Cementeras reafirman compromiso con desarrollo del país

Para la economía de un país existen diversas industrias que son indispensables para el crecimiento económico, destacando sectores como el de la construcción, las telecomunicaciones, el transporte, la banca comercial, la energética y la automotriz. Ejemplo de ello, las empresas que conforman a la Cámara Nacional del Cemento (Canacem), encabezada por Guillermo Álvarez Cuevas, aportan más de 20 mil millones de pesos al Producto Interno Bruto (PIB) del país, siendo promotoras activas de su desarrollo.

Hoy en día la cámara está conformada por seis empresas cementeras: Cemex, Cementos y Concretos Nacionales (CYCNA), Cementos Moctezuma, Grupo Cementos de Chihuahua (GCC Cemento), Holcim y Cementos Fortaleza. En el caso de Cruz Azul, si bien forma parte del sector, su condición de cooperativa le impide formar parte de la cámara. Así mismo, destaca que en territorio mexicano existen 32 plantas cementeras que consolidan una capacidad instalada para producir más de 39.6 millones de toneladas anuales de cemento gris (Portland).

“En la industria del cemento, México se encuentra dentro de los 15 productores más importantes en el mundo, con tecnología de punta. Las plantas mexicanas se han catalogado por tener dentro de su incorporación nuevas medidas de seguridad, procesos y operaciones, tecnológicamente amigables y protectoras del medio ambiente al respetar las normas y estándares internacionales”, afirmó Osmin Rendón, presidente Ejecutivo de la Canacem, agregando que las condiciones de higiene y seguridad en las plantas de producción, así como la incorporación de medidas que contribuyan al mantenimiento y mejoramiento del medio ambiente en la industria cementera, forman parte de su cultura y prioridad.

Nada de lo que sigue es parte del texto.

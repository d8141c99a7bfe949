use crate::handler::MsgFilter;

/// Error a sink returns to end its receive loop.
pub type SinkError = Box<dyn std::error::Error + Send + Sync + 'static>;

/// Errors that can occur in dispatch operations.
#[derive(Debug, thiserror::Error)]
pub enum DispatchError {
    /// `start` was called on a loop that is already running.
    #[error("receive loop already started")]
    AlreadyStarted,

    /// `start` was called on a loop that has already been stopped.
    #[error("receive loop cannot be restarted; construct a new one")]
    NotRestartable,

    /// `join` was called on a loop that was never started.
    #[error("receive loop was never started")]
    NotStarted,

    /// The background thread could not be spawned.
    #[error("failed to spawn receive thread: {0}")]
    Spawn(#[source] std::io::Error),

    /// No registration matched the callback and filter being removed.
    #[error("no callback registered for {0}")]
    NoSuchRegistration(MsgFilter),

    /// The sink returned an error and ended the receive loop.
    #[error("sink failed: {0}")]
    Sink(#[source] SinkError),

    /// The receive thread panicked (sink or callback panic).
    #[error("receive thread panicked: {0}")]
    Panicked(String),
}

pub type Result<T> = std::result::Result<T, DispatchError>;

Cabe mencionar que el reto más importante de la Canacem encabezada por Guillermo Álvarez Cuevas, si bien es promover el uso del concreto y el cemento, es también fundamental conservar y elevar el compromiso y confianza adquiridos con la sociedad y el país a través de la fabricación de productos de alta calidad que garanticen el patrimonio de las familias y empresas mexicanas, aportando al desarrollo nacional y contribuyendo al cuidado y conservación del medio ambiente, palabras que el mismo Álvarez Cuevas considera como claves para responder a la confianza que el país y los mexicanos depositan en la industria del cemento.